• [Given information]
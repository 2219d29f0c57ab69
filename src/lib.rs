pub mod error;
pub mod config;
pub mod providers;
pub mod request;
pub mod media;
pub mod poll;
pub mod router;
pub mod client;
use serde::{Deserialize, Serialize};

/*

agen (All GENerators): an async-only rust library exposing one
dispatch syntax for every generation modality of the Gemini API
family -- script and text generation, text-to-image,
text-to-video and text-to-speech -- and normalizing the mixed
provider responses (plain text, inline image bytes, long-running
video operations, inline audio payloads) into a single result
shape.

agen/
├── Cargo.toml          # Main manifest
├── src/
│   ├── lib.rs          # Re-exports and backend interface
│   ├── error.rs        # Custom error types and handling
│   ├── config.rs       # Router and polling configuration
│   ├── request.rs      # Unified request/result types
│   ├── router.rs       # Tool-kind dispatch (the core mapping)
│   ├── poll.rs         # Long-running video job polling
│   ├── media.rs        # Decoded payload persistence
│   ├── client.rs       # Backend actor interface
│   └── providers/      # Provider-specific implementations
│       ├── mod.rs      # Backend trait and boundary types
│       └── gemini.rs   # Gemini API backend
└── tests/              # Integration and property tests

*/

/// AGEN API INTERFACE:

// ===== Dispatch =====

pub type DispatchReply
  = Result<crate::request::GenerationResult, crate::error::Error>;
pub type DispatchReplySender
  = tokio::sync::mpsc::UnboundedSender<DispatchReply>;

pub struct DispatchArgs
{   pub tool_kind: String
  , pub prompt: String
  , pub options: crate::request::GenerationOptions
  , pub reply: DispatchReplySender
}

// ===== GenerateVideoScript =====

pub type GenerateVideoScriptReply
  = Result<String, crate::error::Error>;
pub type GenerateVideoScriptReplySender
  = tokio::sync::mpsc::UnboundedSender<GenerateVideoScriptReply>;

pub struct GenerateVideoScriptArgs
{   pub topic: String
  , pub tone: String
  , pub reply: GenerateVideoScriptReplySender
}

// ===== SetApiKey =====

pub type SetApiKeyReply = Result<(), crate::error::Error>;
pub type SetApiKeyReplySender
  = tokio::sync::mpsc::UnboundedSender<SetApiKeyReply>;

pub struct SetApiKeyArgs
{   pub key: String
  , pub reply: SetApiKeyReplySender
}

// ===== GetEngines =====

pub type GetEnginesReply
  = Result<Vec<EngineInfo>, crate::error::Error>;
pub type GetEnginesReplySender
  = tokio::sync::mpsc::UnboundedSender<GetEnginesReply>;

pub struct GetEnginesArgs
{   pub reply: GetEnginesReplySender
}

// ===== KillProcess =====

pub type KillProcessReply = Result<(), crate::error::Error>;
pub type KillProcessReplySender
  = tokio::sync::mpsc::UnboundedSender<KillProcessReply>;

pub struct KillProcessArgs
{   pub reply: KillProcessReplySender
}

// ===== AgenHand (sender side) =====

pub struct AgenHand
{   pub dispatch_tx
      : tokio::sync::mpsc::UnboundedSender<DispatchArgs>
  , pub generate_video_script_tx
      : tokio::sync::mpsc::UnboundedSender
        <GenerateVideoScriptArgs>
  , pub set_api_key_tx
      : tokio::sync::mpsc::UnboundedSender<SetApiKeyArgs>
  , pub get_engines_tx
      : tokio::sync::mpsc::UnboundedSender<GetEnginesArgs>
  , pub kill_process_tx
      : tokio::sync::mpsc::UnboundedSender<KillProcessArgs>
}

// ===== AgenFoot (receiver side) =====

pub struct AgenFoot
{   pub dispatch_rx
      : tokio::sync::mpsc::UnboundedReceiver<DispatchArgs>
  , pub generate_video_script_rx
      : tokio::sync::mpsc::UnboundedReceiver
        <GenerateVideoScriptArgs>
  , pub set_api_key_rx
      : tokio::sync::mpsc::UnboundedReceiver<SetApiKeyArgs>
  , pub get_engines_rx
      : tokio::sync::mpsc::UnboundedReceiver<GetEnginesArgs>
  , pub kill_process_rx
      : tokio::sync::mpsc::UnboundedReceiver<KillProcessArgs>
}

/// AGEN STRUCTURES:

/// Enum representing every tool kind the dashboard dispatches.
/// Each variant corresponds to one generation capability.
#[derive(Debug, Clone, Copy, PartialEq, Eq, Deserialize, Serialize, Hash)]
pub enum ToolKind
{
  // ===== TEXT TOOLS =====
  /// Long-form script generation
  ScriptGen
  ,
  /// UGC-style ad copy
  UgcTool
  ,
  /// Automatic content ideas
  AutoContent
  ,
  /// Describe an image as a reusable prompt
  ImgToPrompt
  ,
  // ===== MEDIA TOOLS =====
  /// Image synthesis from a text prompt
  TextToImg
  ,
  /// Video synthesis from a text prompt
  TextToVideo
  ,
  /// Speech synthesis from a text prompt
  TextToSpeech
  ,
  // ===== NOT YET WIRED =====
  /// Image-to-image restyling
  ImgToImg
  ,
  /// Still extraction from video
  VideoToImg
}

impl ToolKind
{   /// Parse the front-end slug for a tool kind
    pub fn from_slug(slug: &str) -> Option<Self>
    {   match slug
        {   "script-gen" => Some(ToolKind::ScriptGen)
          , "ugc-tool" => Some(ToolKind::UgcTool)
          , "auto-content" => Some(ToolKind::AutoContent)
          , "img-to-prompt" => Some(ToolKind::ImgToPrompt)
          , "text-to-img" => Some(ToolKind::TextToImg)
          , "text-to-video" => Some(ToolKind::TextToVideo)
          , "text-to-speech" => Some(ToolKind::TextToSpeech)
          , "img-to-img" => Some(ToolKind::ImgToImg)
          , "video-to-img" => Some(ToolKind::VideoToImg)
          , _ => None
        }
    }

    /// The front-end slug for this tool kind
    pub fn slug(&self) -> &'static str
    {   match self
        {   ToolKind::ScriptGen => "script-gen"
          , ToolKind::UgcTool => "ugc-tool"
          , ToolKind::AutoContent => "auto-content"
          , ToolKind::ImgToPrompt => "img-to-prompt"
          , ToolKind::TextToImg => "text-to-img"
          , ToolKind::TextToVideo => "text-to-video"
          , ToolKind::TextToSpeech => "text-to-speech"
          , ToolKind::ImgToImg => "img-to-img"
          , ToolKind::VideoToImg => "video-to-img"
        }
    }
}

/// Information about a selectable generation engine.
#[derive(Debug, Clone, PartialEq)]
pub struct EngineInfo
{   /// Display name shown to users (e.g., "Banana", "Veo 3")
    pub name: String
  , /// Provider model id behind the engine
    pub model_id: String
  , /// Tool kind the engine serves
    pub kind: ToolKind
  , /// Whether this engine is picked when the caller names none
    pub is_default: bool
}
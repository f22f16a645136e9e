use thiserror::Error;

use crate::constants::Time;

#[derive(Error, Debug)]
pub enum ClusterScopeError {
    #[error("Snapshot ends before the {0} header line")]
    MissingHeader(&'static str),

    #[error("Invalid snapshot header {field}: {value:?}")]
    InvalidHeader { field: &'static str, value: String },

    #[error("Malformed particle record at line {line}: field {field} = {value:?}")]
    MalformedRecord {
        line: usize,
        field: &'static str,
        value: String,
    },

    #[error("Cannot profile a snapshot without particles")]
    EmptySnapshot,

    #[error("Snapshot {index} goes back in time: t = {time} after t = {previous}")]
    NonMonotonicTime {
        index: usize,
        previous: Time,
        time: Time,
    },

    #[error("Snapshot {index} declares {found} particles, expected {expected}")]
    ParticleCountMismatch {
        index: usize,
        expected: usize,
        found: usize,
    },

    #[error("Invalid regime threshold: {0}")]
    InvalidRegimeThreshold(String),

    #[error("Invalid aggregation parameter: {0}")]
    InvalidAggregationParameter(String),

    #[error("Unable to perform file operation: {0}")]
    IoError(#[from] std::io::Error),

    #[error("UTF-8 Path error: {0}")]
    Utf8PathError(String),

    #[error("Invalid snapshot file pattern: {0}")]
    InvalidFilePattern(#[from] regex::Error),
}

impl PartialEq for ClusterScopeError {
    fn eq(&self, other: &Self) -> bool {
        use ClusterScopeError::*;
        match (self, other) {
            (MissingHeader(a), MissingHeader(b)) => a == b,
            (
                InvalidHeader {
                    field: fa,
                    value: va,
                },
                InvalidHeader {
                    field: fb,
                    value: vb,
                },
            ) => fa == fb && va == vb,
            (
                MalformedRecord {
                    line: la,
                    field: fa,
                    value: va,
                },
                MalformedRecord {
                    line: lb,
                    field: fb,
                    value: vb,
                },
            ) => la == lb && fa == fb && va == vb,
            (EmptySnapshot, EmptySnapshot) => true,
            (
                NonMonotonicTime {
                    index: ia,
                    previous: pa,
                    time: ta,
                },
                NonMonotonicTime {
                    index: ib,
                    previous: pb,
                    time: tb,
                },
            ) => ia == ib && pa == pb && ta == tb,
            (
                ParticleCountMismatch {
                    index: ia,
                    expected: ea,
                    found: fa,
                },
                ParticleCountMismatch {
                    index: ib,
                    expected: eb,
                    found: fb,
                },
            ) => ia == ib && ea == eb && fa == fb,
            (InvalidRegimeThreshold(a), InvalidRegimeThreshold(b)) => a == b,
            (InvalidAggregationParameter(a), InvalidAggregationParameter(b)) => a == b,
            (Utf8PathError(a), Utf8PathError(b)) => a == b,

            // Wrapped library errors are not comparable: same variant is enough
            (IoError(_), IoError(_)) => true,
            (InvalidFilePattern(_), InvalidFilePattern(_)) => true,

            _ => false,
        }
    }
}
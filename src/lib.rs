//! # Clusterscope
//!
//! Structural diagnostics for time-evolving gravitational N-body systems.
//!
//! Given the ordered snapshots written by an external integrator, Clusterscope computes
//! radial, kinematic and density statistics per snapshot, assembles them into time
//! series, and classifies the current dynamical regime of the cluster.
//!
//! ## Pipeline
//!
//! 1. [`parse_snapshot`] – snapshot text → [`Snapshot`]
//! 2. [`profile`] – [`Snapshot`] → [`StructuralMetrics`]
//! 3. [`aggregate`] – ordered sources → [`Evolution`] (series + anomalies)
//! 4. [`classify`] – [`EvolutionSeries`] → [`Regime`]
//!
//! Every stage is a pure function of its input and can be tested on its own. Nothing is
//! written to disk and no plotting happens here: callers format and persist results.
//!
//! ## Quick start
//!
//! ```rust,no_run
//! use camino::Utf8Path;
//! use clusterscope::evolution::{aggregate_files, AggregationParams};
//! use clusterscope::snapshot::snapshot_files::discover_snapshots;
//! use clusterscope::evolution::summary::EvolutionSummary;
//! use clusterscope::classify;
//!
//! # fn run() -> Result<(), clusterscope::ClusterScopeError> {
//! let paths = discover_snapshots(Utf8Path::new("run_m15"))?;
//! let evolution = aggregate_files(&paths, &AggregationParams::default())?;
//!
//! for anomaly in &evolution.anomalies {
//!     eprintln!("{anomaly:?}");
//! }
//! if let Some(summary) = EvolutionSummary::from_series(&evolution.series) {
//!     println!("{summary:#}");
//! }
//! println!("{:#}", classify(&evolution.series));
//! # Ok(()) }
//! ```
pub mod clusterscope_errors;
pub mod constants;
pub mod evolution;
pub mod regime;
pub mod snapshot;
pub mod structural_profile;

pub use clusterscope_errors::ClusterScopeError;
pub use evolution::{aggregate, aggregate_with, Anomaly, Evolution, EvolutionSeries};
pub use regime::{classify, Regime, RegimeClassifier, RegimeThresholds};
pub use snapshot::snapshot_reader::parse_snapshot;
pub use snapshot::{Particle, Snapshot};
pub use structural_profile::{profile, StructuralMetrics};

• [Exercise prompt] How many lines in the records above contain the string "paths"? State the number and nothing more.

• [Expected answer] 2